STATUS OF DISTRICT MENTAL HEALTH PROGRAMME:
In India, the District Mental Health Programme (DMHP) covers 200 districts so far. The effectiveness of the programme varies across states because of restricted funding, shortages of human resource, and low motivation among service providers at all levels.
In practice, DMHP is largely limited to psychiatric outreach clinics in a few primary healthcare centres, and more than 60 per cent of people with mental disorders access care directly at a district hospital, rather than the primary healthcare centres.
Access to mental health services in India continues to be a major challenge as up to 40 per cent of patients travel more than 10 km to access DMHP services.
ROLE OF NGOs:
NGOs that provide mental health services are also concentrated in the southern and western regions of the country.
NATIONAL MENTAL HEALTH POLICY:
The National Mental Health Policy, announced in 2014, is based, inter-alia, on the values and principles of equity, justice, integrated and evidence based care, quality, participatory and holistic approach to mental health.

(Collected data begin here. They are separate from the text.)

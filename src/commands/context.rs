//! Shared context for command handlers
//!
//! - **Version**: 2.0.0
//! - **Since**: 1.0.0
//!
//! ## Changelog
//! - 2.0.0: Game data and remote collaborators replace gateway services
//! - 1.0.0: Initial implementation with core shared state

use std::sync::Arc;

use crate::core::Config;
use crate::features::{FollowupSender, GameData, RemoteSource};

/// Shared context for all command handlers
///
/// Contains the services most handlers need:
/// - Config for API base URLs and the client id
/// - GameData, the static tables loaded at boot
/// - RemoteSource for the index APIs and tower stat dumps
/// - FollowupSender for messages posted after the initial response
#[derive(Clone)]
pub struct CommandContext {
    pub config: Config,
    pub data: Arc<GameData>,
    pub remote: Arc<dyn RemoteSource>,
    pub followups: Arc<dyn FollowupSender>,
}

impl CommandContext {
    /// Create a new CommandContext with the given services
    pub fn new(
        config: Config,
        data: GameData,
        remote: Arc<dyn RemoteSource>,
        followups: Arc<dyn FollowupSender>,
    ) -> Self {
        Self {
            config,
            data: Arc::new(data),
            remote,
            followups,
        }
    }
}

Its goals and objectives include the following:
• to reduce distress, disability, exclusion, morbidity and premature mortality associated with mental health problems across life-span of a person,
• to enhance understanding of mental health in the country,
• to provide universal access to mental health care,
• to increase access to mental health services for vulnerable groups,
• to reduce risk and incidence of suicide and attempted suicide,
• to ensure respect for rights and protection from harm of persons with mental health problems, and reduce stigma associated with mental health problems
• to enhance availability and distribution of skilled human resources for mental health.
The Government has approved the continued implementation of the National Mental Health Programme during the 12th Five Year Plan period with additional components.

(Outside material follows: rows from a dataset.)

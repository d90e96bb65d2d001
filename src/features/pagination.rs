//! Page math for search results
//!
//! - **Version**: 1.0.0
//! - **Since**: 1.0.0

pub const PAGE_SIZE: usize = 10;

/// One page of a result set, clamped to the pages that exist
#[derive(Debug, Clone, Copy, PartialEq, Eq)]
pub struct Page {
    /// 1-based page number
    pub number: usize,
    pub pages: usize,
    pub total: usize,
}

impl Page {
    /// Clamp a requested page into `1..=pages`; `None` for an empty result set
    pub fn clamp(requested: i64, total: usize) -> Option<Self> {
        if total == 0 {
            return None;
        }
        let pages = total.div_ceil(PAGE_SIZE);
        let number = usize::try_from(requested.max(1)).unwrap_or(1).min(pages);
        Some(Self {
            number,
            pages,
            total,
        })
    }

    /// Index of the first item on this page
    pub fn start(&self) -> usize {
        (self.number - 1) * PAGE_SIZE
    }

    /// Index one past the last item on this page
    pub fn end(&self) -> usize {
        (self.start() + PAGE_SIZE).min(self.total)
    }

    pub fn slice<'a, T>(&self, items: &'a [T]) -> &'a [T] {
        let end = self.end().min(items.len());
        items.get(self.start()..end).unwrap_or(&[])
    }

    pub fn is_first(&self) -> bool {
        self.number == 1
    }

    pub fn is_last(&self) -> bool {
        self.number == self.pages
    }

    /// `11-20 of **23**`
    pub fn range_label(&self) -> String {
        format!("{}-{} of **{}**", self.start() + 1, self.end(), self.total)
    }
}

#[cfg(test)]
mod tests {
    use super::*;

    #[test]
    fn test_first_page_of_23() {
        let page = Page::clamp(1, 23).unwrap();
        assert_eq!(page.pages, 3);
        assert_eq!(page.range_label(), "1-10 of **23**");
        assert!(page.is_first());
        assert!(!page.is_last());
    }

    #[test]
    fn test_last_page_of_23() {
        let page = Page::clamp(3, 23).unwrap();
        assert_eq!(page.range_label(), "21-23 of **23**");
        assert!(!page.is_first());
        assert!(page.is_last());
    }

    #[test]
    fn test_clamps_past_the_end() {
        assert_eq!(Page::clamp(8, 23).unwrap().number, 3);
        assert_eq!(Page::clamp(i64::MAX, 23).unwrap().number, 3);
    }

    #[test]
    fn test_clamps_before_the_start() {
        assert_eq!(Page::clamp(0, 23).unwrap().number, 1);
        assert_eq!(Page::clamp(-4, 23).unwrap().number, 1);
    }

    #[test]
    fn test_single_page_is_first_and_last() {
        let page = Page::clamp(1, 10).unwrap();
        assert_eq!(page.pages, 1);
        assert!(page.is_first() && page.is_last());
        assert_eq!(page.range_label(), "1-10 of **10**");
    }

    #[test]
    fn test_empty_has_no_pages() {
        assert!(Page::clamp(1, 0).is_none());
    }

    #[test]
    fn test_slice() {
        let items: Vec<u32> = (1..=23).collect();
        assert_eq!(Page::clamp(3, 23).unwrap().slice(&items), &[21, 22, 23]);
        assert_eq!(Page::clamp(2, 23).unwrap().slice(&items).len(), 10);
    }
}
//! Per-command handler implementations
//!
//! - **Version**: 3.1.0
//! - **Since**: 1.0.0
//!
//! ## Changelog
//! - 3.1.0: Round, income, rbe and map
//! - 3.0.0: BTD6 commands (index, quiz, tag, temple, tierlist, tower)
//! - 1.0.0: Initial extraction from monolithic command_handler.rs

pub mod index;
pub mod map;
pub mod quiz;
pub mod round;
pub mod tag;
pub mod temple;
pub mod tierlist;
pub mod tower;
pub mod utility;

use std::sync::Arc;

use super::handler::SlashCommandHandler;
use crate::features::GameData;

/// Create all registered command handlers
///
/// Returns a vector of handlers ready to be registered with CommandRegistry.
/// The tower handler offers the towers present in `data` as choices.
pub fn create_all_handlers(data: &GameData) -> Vec<Arc<dyn SlashCommandHandler>> {
    vec![
        Arc::new(utility::UtilityHandler),
        Arc::new(tag::TagHandler),
        Arc::new(tierlist::TierlistHandler),
        Arc::new(index::IndexHandler),
        Arc::new(quiz::QuizHandler),
        Arc::new(tower::TowerHandler::new(data.towers.keys().cloned().collect())),
        Arc::new(temple::TempleHandler),
        Arc::new(round::RoundHandler),
        Arc::new(map::MapHandler),
    ]
}

#[cfg(test)]
mod tests {
    use super::*;
    use crate::commands::registry::CommandRegistry;
    use crate::commands::testing::fixture_data;

    #[test]
    fn test_all_handlers_register_without_clashes() {
        let mut registry = CommandRegistry::new();
        for handler in create_all_handlers(&fixture_data()) {
            registry.register(handler).unwrap();
        }

        for name in [
            "ping", "invite", "github", "tag", "tierlist", "2tc", "2mpc", "lcc", "lcd", "quiz",
            "tower", "temple", "round", "income", "rbe", "map",
        ] {
            assert!(registry.contains(name), "{name} missing");
        }
        assert_eq!(registry.len(), 16);
        assert_eq!(registry.declarations().len(), 16);
    }
}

With the objective to address the shortage of mental health professionals in the country, 15 Centres of Excellence in Mental Health and 35 PG training departments in mental health specialties to increase the PG training capacity in mental health as well as improving the tertiary care treatment facility have been funded.
Sufficient financial assistance is also provided to the three Central Institutions viz. National Institute of Mental Health And Neuro Sciences, Bangalore, Lokopriya Gopinath Bordoloi Regional Institute of Mental Health, Tezpur and Central Institute of Psychiatry, Ranchi.
MENTAL HEALTH CARE BILL,2013:
On 8 August, 2016, the Mental Health Care Bill, 2013 was passed in the Rajya Sabha. The new bill will replace the rather outdated Mental Health Act of 1987, and when compared to the existing law, it is definitely reformist.
Features of the Bill:
-The definition of mental illness is broader and more inclusive.
-It decriminalises the attempt to suicide.The new law actually recognises suicide as a cry for help, and stresses on the immediate need to reach out and help the person overcome their issues. It does not treat the person as a criminal.
-Introduction of advance directives – this gives people suffering from a mental illness the right to choose their mode of treatment, and by nominating representatives who will ensure that their choices are carried out.
-The bill identifies inhuman and degrading treatment of the mentally ill as a crime.
Issues with the Bill:
Implementation of the Act will also pose to be a problem. There is a shortage of mental health professionals in our country. The bill provides facilities to the mentally ill, but how far does it address the stigma and discrimination a person with a diagnostic label is forced to endure?
CONCLUSION: As the number of people with mental health issues increase, the need for addressing their issues also rises. Role of Family, NGOs & Administration will be vital in this regard.